- _THE INPUT_:
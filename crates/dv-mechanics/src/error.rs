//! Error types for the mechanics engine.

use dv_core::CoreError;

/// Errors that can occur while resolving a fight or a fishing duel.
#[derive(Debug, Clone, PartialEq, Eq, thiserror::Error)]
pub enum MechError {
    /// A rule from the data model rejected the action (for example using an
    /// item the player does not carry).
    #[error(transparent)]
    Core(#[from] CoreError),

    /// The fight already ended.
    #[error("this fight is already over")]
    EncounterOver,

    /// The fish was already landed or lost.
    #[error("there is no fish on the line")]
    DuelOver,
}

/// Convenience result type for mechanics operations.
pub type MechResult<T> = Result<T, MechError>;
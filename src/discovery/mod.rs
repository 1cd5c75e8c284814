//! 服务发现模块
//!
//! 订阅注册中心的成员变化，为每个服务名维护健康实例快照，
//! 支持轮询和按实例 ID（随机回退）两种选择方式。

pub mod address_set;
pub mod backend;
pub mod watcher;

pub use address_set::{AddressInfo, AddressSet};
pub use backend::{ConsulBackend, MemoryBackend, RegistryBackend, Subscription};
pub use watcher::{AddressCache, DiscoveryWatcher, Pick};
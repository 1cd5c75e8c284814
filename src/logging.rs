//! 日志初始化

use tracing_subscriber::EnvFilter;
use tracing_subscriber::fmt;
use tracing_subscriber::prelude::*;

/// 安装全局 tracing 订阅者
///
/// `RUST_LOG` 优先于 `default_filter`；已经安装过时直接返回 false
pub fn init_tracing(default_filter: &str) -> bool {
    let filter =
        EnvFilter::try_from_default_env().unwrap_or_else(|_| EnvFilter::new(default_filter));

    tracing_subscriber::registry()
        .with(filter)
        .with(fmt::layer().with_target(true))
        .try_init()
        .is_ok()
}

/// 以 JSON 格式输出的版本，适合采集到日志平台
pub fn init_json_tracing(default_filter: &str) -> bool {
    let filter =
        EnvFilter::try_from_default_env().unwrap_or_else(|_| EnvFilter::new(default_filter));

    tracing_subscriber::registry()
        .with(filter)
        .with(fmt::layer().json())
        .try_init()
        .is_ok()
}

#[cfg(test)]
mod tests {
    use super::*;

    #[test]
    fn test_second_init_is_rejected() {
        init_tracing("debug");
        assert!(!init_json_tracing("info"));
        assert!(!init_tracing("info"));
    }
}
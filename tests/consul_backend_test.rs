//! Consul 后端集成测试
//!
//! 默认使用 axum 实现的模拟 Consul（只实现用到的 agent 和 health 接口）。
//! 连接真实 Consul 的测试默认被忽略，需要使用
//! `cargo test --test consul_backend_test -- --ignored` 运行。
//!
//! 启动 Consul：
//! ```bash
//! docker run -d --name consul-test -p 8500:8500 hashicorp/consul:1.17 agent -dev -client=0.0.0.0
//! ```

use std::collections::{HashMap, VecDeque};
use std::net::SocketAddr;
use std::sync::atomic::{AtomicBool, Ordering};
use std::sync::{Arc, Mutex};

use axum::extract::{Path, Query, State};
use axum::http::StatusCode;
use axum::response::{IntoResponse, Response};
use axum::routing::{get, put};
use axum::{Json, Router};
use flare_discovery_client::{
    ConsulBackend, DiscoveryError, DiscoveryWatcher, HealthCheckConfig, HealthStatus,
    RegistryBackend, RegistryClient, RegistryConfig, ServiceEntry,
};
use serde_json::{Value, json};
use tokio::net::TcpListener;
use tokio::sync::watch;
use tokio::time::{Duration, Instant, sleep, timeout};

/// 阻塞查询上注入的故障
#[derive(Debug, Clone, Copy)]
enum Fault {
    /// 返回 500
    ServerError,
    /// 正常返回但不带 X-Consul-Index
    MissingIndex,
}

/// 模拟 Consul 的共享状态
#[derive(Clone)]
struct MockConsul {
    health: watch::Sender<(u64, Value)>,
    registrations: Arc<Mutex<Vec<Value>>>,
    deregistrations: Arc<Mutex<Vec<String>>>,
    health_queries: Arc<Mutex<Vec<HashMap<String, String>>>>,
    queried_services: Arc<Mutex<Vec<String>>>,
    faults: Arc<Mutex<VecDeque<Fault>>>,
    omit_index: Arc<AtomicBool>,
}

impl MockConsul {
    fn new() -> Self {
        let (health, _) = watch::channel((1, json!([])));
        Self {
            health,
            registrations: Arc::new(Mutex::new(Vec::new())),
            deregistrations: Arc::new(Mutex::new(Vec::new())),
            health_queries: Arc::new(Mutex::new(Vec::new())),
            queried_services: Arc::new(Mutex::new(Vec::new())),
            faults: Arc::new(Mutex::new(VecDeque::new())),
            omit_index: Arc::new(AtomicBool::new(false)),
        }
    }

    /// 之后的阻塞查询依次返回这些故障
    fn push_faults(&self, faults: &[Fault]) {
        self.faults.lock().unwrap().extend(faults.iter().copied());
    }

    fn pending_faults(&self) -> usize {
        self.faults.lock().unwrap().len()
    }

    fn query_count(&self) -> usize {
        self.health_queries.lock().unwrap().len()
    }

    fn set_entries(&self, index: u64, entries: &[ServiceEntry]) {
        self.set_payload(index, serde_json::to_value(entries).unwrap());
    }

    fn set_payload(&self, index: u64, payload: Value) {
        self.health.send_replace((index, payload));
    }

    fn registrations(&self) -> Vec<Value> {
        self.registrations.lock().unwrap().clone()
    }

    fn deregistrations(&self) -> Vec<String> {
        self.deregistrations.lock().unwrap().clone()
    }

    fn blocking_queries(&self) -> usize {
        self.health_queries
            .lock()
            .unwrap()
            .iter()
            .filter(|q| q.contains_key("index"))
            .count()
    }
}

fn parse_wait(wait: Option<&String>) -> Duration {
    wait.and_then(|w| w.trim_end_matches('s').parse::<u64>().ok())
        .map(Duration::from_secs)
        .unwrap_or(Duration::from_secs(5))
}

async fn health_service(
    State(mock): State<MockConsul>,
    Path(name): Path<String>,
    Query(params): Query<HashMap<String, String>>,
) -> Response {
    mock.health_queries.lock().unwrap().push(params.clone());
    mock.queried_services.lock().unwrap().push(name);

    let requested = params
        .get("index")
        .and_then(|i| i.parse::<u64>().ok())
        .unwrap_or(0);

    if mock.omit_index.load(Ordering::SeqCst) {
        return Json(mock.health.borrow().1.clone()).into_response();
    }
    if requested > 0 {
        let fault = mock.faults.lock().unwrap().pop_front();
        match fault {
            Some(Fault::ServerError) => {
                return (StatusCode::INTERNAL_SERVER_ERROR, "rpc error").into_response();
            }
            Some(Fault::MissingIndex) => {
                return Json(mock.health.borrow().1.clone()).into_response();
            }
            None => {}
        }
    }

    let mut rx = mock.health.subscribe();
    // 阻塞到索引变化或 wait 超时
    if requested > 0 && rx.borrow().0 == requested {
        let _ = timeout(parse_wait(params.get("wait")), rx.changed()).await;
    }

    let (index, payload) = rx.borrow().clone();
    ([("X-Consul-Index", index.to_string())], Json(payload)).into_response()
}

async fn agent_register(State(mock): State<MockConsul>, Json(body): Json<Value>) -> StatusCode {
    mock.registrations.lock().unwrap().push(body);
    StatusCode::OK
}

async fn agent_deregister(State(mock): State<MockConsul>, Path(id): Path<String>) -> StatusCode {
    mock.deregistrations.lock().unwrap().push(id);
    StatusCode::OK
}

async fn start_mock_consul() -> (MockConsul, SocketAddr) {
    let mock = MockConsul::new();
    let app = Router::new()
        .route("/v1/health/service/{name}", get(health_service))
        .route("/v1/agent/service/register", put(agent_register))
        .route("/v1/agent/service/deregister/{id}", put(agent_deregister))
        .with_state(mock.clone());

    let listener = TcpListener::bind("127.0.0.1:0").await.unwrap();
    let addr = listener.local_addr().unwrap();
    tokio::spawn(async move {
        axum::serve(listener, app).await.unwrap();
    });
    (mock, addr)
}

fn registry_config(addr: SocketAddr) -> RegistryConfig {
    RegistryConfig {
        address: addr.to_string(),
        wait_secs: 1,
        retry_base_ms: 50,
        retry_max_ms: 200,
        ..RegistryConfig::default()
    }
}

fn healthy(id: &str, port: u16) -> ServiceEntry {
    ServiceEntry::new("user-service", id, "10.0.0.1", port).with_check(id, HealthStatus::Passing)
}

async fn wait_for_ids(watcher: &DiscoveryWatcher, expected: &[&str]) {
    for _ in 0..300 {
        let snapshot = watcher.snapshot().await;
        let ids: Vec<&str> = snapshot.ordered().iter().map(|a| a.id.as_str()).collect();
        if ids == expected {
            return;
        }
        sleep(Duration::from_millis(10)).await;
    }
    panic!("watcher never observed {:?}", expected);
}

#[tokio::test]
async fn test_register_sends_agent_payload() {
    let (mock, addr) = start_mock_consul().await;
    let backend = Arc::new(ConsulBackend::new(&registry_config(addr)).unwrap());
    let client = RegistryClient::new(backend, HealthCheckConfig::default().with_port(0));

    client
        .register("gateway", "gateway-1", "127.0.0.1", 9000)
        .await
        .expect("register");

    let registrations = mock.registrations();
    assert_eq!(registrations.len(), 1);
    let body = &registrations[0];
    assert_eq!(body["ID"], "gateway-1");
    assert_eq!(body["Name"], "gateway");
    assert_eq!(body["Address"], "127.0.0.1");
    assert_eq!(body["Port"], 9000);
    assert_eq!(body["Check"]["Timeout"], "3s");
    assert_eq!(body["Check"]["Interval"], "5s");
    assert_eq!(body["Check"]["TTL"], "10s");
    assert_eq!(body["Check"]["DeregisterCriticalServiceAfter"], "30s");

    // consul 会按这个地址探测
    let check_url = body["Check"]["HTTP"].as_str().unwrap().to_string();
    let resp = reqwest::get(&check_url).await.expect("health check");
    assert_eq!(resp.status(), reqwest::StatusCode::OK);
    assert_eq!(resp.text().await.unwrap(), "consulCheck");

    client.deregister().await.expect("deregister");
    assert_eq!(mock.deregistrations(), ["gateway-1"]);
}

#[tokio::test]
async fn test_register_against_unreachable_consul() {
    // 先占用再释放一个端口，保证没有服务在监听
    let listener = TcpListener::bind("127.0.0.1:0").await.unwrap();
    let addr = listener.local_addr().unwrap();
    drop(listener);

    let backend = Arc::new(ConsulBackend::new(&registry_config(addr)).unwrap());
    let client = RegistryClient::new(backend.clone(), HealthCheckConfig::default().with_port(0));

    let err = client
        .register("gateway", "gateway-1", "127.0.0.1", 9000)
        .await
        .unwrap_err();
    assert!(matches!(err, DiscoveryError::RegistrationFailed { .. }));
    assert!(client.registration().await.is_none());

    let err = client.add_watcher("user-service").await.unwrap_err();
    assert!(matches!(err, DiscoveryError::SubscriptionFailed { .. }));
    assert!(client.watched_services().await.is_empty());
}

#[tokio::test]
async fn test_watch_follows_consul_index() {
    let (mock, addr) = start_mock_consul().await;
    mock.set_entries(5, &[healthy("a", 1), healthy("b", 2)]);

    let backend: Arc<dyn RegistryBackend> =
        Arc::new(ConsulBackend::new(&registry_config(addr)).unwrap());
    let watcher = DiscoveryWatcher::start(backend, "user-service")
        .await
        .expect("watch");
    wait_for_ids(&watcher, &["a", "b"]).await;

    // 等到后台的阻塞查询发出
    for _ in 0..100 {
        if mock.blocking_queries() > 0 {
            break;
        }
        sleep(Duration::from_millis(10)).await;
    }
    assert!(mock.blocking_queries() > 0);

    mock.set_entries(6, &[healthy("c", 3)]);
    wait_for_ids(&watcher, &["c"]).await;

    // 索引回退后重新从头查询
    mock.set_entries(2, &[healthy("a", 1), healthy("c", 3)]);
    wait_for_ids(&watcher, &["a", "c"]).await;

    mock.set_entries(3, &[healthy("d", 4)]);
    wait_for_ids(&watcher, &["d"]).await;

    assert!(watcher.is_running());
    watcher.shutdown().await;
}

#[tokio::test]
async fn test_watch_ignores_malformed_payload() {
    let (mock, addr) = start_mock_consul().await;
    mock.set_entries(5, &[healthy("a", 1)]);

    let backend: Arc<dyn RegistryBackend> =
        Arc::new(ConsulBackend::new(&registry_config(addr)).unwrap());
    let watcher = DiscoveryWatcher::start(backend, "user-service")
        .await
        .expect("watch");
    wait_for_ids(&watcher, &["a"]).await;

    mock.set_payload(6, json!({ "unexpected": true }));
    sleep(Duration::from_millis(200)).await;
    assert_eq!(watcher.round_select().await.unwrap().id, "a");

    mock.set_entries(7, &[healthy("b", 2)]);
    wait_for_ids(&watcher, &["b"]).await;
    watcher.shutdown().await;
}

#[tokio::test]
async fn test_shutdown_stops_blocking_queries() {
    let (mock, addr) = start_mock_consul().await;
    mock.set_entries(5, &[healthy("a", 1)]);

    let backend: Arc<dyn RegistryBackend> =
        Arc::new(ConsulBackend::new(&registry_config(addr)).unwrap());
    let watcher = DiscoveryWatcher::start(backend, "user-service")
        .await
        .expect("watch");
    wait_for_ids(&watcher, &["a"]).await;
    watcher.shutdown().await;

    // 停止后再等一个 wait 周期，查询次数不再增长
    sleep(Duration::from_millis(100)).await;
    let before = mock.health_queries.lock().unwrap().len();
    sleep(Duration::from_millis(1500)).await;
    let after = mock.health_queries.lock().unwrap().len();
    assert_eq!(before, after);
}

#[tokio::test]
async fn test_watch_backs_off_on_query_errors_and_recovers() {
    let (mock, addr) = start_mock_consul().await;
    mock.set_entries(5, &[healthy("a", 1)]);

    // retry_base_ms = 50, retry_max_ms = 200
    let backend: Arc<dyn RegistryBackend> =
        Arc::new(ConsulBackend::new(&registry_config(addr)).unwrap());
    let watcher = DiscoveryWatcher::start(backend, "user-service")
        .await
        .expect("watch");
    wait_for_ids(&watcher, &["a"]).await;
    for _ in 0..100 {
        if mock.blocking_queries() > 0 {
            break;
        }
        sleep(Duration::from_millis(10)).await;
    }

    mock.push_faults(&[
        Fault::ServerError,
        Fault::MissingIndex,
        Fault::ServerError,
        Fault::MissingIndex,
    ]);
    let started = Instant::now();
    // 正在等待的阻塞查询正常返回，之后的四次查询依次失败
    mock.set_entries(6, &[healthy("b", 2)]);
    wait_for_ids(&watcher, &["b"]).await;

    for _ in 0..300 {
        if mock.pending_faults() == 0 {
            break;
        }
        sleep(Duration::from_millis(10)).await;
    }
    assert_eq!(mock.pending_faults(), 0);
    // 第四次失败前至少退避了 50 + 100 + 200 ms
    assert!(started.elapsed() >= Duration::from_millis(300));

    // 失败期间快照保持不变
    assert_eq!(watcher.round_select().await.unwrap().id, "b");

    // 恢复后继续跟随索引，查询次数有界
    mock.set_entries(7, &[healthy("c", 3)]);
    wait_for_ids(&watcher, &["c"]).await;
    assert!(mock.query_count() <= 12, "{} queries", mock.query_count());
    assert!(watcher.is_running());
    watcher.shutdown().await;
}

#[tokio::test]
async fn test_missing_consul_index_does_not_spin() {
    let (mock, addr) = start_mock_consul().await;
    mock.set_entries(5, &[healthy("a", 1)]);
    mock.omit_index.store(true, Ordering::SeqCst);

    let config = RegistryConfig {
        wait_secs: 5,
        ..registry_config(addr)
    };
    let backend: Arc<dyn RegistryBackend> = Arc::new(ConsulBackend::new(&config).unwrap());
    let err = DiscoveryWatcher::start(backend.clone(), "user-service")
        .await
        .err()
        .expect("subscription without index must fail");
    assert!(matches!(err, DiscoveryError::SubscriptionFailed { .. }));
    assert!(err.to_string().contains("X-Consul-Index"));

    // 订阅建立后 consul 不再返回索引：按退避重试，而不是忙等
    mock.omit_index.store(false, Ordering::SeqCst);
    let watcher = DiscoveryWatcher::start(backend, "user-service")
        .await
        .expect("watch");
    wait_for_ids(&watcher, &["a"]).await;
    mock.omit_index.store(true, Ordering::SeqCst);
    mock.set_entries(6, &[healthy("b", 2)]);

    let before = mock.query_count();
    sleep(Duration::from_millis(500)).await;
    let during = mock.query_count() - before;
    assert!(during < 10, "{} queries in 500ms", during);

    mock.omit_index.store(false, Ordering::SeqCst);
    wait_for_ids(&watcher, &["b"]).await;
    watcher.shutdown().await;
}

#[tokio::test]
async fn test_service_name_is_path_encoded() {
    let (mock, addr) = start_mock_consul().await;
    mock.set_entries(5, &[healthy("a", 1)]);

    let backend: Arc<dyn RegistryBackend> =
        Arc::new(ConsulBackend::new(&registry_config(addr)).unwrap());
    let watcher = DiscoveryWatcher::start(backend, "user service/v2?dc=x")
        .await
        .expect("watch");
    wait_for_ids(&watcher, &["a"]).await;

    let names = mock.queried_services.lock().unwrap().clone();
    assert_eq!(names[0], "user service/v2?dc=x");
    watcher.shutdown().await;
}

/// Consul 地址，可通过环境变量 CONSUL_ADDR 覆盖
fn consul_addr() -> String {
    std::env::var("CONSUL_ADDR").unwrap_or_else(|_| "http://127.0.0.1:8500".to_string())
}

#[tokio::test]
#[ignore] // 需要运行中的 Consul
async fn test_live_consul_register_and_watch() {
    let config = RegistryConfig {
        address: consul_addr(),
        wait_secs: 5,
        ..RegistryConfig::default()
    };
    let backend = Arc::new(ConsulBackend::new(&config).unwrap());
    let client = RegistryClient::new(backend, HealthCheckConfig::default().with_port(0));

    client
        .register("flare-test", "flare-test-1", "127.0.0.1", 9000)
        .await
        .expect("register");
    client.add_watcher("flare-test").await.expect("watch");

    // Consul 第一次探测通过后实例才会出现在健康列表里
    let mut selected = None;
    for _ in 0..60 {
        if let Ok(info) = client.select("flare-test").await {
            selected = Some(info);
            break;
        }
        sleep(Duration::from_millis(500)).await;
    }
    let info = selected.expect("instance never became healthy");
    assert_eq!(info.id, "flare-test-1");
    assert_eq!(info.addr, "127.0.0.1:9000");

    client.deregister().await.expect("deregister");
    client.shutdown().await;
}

- _YOUR GOAL_:
Reproduce exactly the lines that run from the start of the records to the line with "pub enum MechError", both included.

- _WRITTEN ANSWER_:
filename crates/dv-mechanics/src/error.rs
//! Error types for the mechanics engine.

use dv_core::CoreError;

/// Errors that can occur while resolving a fight or a fishing duel.
#[derive(Debug, Clone, PartialEq, Eq, thiserror::Error)]
pub enum MechError {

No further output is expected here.